100番台(101号機 - 173号機)

2000年3月以降、三菱電機・川崎重工業で製作された改良機である。

100番台(101号機 - 173号機)は「桃太郎」の愛称が車体側面にやや大きく描かれた!

外観上、基本番台とは側面の採光窓・ルーバーの数や配置が異なり、大き目の「ECO-POWER 桃太郎」のロゴが側面中央に描かれている。109号機以降はシングルアーム式パンタグラフの FPS-4 形を採用し、関節部は車端側に向けて搭載される。

また、シングルアーム式パンタグラフを搭載して落成した115号機は、2011年3月から2013年1月までは下枠交差型に交換されていたが、経緯は不明である。また、127号機は新製直後の2006年9月上旬、西湘貨物駅 - 東京貨物ターミナル駅間で 1,300 t 列車牽引試験を7日間行った。
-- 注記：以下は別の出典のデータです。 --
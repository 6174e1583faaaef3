// Per-job stage workspaces.
//
// Every run gets its own working directory, so the fixed-name files the
// external scripts write can never interleave across concurrently running
// jobs. Relocation afterwards is a rename within the same tree.

use log::{info, warn};
use std::fs;
use std::io;
use std::path::{Path, PathBuf};
use std::time::{Duration, SystemTime};

use crate::models::ArtifactKind;
use crate::utils::{get_job_workspace_dir, get_workspaces_dir};

const WORKSPACE_RETENTION_DAYS: u64 = 7;

/// Create (or reuse) the workspace for a job and clear any fixed-name
/// outputs left over from a previous run, so a failed stage cannot get a
/// stale file relocated as if it were fresh.
pub fn prepare_job_workspace(job_id: &str) -> io::Result<PathBuf> {
    let workspace = get_job_workspace_dir(job_id);
    fs::create_dir_all(&workspace)?;
    clear_stage_outputs(&workspace)?;
    Ok(workspace)
}

pub fn clear_stage_outputs(workspace: &Path) -> io::Result<()> {
    for kind in ArtifactKind::ALL {
        let leftover = workspace.join(kind.shared_name());
        if leftover.exists() {
            fs::remove_file(&leftover)?;
        }
    }
    Ok(())
}

/// Remove workspaces untouched for longer than the retention window.
/// Artifacts are never swept; only the scratch directories are.
pub fn cleanup_stale_workspaces() {
    let retention = Duration::from_secs(WORKSPACE_RETENTION_DAYS * 24 * 60 * 60);
    sweep_stale(&get_workspaces_dir(), retention);
}

pub fn sweep_stale(root: &Path, retention: Duration) {
    if !root.exists() {
        return;
    }

    let now = SystemTime::now();

    if let Ok(entries) = fs::read_dir(root) {
        for entry in entries.flatten() {
            let path = entry.path();
            if !path.is_dir() {
                continue;
            }
            let age = fs::metadata(&path)
                .and_then(|meta| meta.modified())
                .ok()
                .and_then(|modified| now.duration_since(modified).ok());

            if let Some(age) = age {
                if age > retention {
                    match fs::remove_dir_all(&path) {
                        Ok(()) => info!("Swept stale workspace: {:?}", path.file_name()),
                        Err(e) => warn!("Failed to sweep workspace {:?}: {}", path, e),
                    }
                }
            }
        }
    }
}
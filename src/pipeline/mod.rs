// Analysis pipeline orchestration.
//
// One run is a sequential stage chain inside the caller's request:
// segmentation (fatal on failure), then mesh generation (logged on
// failure), then artifact relocation and metrics merge. The job store's
// status field is written only here.

pub mod artifacts;
pub mod inputs;
pub mod metrics;
pub mod workspace;

use log::{info, warn};
use parking_lot::Mutex;
use std::collections::HashMap;
use std::sync::Arc;
use std::time::Instant;

use crate::error::AnalysisError;
use crate::file_manager::store;
use crate::models::{AnalysisJob, AnalysisStatus, MriMetrics, PatientRecord};
use crate::process_manager::run_python_stage;

pub const SEGMENTATION_SCRIPT: &str = "infer_segmentation.py";
pub const SLICE_SCRIPT: &str = "extract_slice.py";

/// Mesh stages run in order; each failure is logged and skipped.
pub const MESH_SCRIPTS: [&str; 2] = ["mask_to_mesh.py", "merge_ar_scene.py"];

lazy_static::lazy_static! {
    // One async mutex per job id so racing run calls for the same job
    // serialize instead of sharing a workspace.
    static ref RUN_LOCKS: Mutex<HashMap<String, Arc<tokio::sync::Mutex<()>>>> =
        Mutex::new(HashMap::new());
}

fn run_lock_for(job_id: &str) -> Arc<tokio::sync::Mutex<()>> {
    RUN_LOCKS
        .lock()
        .entry(job_id.to_string())
        .or_insert_with(|| Arc::new(tokio::sync::Mutex::new(())))
        .clone()
}

/// Set the terminal success state and merge the (optional) metrics
/// snapshot into the result payload.
pub fn mark_completed(job: &mut AnalysisJob, metrics: Option<&MriMetrics>, elapsed_ms: u64) {
    job.status = AnalysisStatus::Completed;
    job.processing_time_ms = Some(elapsed_ms);
    job.completed_at = Some(chrono::Utc::now().to_rfc3339());
    job.error = None;

    // A re-run replaces the result wholesale: a missing metrics block means
    // the enrichment fields are absent, not inherited from the prior run.
    match metrics {
        Some(metrics) => {
            job.data = serde_json::to_value(metrics).unwrap_or_else(|_| serde_json::json!({}));
            job.confidence = metrics.segmentation_confidence;
        }
        None => {
            job.data = serde_json::json!({});
            job.confidence = None;
        }
    }
}

/// Set the terminal failure state, storing the message verbatim. The prior
/// result payload is left untouched.
pub fn mark_failed(job: &mut AnalysisJob, error: String) {
    job.status = AnalysisStatus::Failed;
    job.error = Some(error);
}

struct RunOutcome {
    metrics: Option<MriMetrics>,
    elapsed_ms: u64,
}

async fn execute_stages(
    job: &AnalysisJob,
    patient: Option<&PatientRecord>,
) -> Result<RunOutcome, AnalysisError> {
    let started = Instant::now();
    let workspace = workspace::prepare_job_workspace(&job.id)?;

    let args = inputs::build_segmentation_args(job, patient);
    let output = run_python_stage(SEGMENTATION_SCRIPT, &args, &workspace).await?;

    let metrics = metrics::extract_metrics(&output.stdout);
    if metrics.is_none() {
        warn!("Job {}: no metrics block in segmentation output", job.id);
    }

    for script in MESH_SCRIPTS {
        if let Err(e) = run_python_stage(script, &[], &workspace).await {
            // Degraded, not fatal: the job completes with fewer meshes.
            warn!("Job {}: mesh stage degraded: {}", job.id, e);
        }
    }

    match artifacts::relocate_artifacts(&job.id, &workspace) {
        Ok(relocated) => info!("Job {}: relocated {} artifact(s)", job.id, relocated.len()),
        Err(e) => warn!("Job {}: artifact relocation degraded: {}", job.id, e),
    }

    Ok(RunOutcome {
        metrics,
        elapsed_ms: started.elapsed().as_millis() as u64,
    })
}

/// Execute the full pipeline for a job. Always leaves the job in a terminal
/// state: `Completed` when the segmentation stage exits zero (whatever the
/// mesh stages did), `Failed` otherwise.
pub async fn run_analysis_job(job_id: &str) -> Result<AnalysisJob, AnalysisError> {
    let lock = run_lock_for(job_id);
    let _guard = lock.lock().await;

    // Any persisted status is runnable: racing in-process callers are
    // serialized by the lock above, and a job orphaned in `processing` by a
    // dead host is recovered by exactly this call.
    let job = store::find_job(job_id)
        .map_err(AnalysisError::Store)?
        .ok_or_else(|| AnalysisError::InvalidInput(format!("Analysis job not found: {}", job_id)))?;

    let patient = store::find_patient(&job.patient_id).map_err(AnalysisError::Store)?;

    let job = store::update_job(job_id, |j| {
        j.status = AnalysisStatus::Processing;
        j.error = None;
    })
    .map_err(AnalysisError::Store)?;

    info!("Job {}: processing started", job_id);

    match execute_stages(&job, patient.as_ref()).await {
        Ok(outcome) => {
            let updated = store::update_job(job_id, |j| {
                mark_completed(j, outcome.metrics.as_ref(), outcome.elapsed_ms);
            })
            .map_err(AnalysisError::Store)?;

            info!("Job {}: completed in {} ms", job_id, outcome.elapsed_ms);
            Ok(updated)
        }
        Err(e) => {
            let message = e.to_string();
            store::update_job(job_id, |j| mark_failed(j, message.clone()))
                .map_err(AnalysisError::Store)?;

            warn!("Job {}: failed: {}", job_id, message);
            Err(e)
        }
    }
}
156号機以降は屋上の列車位置検知用GPSアンテナ設置が省略されている。これは、列車位置検知システムのリニューアルに伴い、従来のGPSアンテナの使用を中止した関係である。

なお、0番台と同様の青地に白帯の新塗装による車両簡略塗装化ついては、100番台前期型から施工されており、2018年6月に出場した107号機から始まり、新鶴見機関区所属機は7機(2021年4月20日現在)、吹田機関区所属機は5機(2021年3月13日現在)である。ただし、2020年より再塗装と同時に「桃太郎」のラッピングを施工すると発表したが、発表後も新鶴見機関区所属機の5機(110 - 113・116号機まで)および吹田機関区所属機の4機(106 - 109号機まで)はラッピングを施工されずに再塗装されていたが、2020年10月から前述の車両にもキャラクターラッピングが行われ、2020年12月の118号機(新鶴見機関区所属機)からは、新塗装とキャラクターラッピングが施工されて出場している。

300番台(301号機 - )

EF210-300番台増備車輌310番は川重より新製出場し、吹田機関区に配置となりました。2015年夏以来約2年ぶりの増備車出場となります。
吹田配置後は営業運行投入前にJR西日本京都鉄道博物館にて同車の特別展示を19日まで実施しました。

経年30年を超える、瀬野八補助機関車(勾配後押機関車)であるEF67形(0番台)の置き換えを目的として2012年7月に製造計画が発表された。同年9月3日に301号機は川崎重工業を出場し、およそ1か月の現車訓練と試運転を経た後に広島車両所に配置された。2013年3月16日より営業運転を開始した。

100番台をベースにしており、勾配後押機関車として運用するためシリコーン油を内蔵した新型の緩衝器を両エンドの連結器に採用している。これは、貨物列車を編成後部から押上げる際、状況によっては編成内の連結器に衝撃力が加わる場合があり、それを緩和するためのものである。従来の緩衝器に超高粘度のシリコーン油を充填したシリンダを組込み、引張側では従来のゴムブロックによる変形抵抗により衝撃を吸収するが、圧縮側(押上げ時)ではそれによる変形抵抗にシリコーン油の流動抵抗が加わり、より高い衝撃吸収能力をもっている。その装備のために緩衝器が大型化し、車体長が片側で200mm、全体として400mm長くなっている。車体色は標準型と異なり、青地に2本の黄色のラインを入れたものとなる。

EF210形電気機関車のラッピングキャラクター

2020年2月以降に新製される車両からは、側面(両面1か所ずつ)に桃太郎とその家来(サル・イヌ・キジ)を描いたイメージキャラクターのラッピングが施されている。また、2020年10月には108号機と312号機にもイメージキャラクターのラッピングが施された。

 

勾配後押機関車としての仕業以外にも、本務機としての運用を考慮し汎用性を持たせた設計とされているため、「瀬野八」区間以外での運用も可能となっている。2020年3月改正からは、東海道本線吹田以東への定期運用が設定され、関東地区への入線も見られるようになった。

2017年に落成した310号機以降は、309号機以前や他の番台とは異なり、側面のJRFロゴが省略された。その後、2020年2月に落成した316号機は側面に桃太郎のキャラクターステッカー装飾が施され、以降の新製機にも反映されるようになった。なお、2017年8月6日-8月19日には京都鉄道博物館に310号機が展示された。

EF210形100番台の更新色は白帯桃が追加されました。新鶴見EF210-110号機がこの程広島車両所から全検出場しました。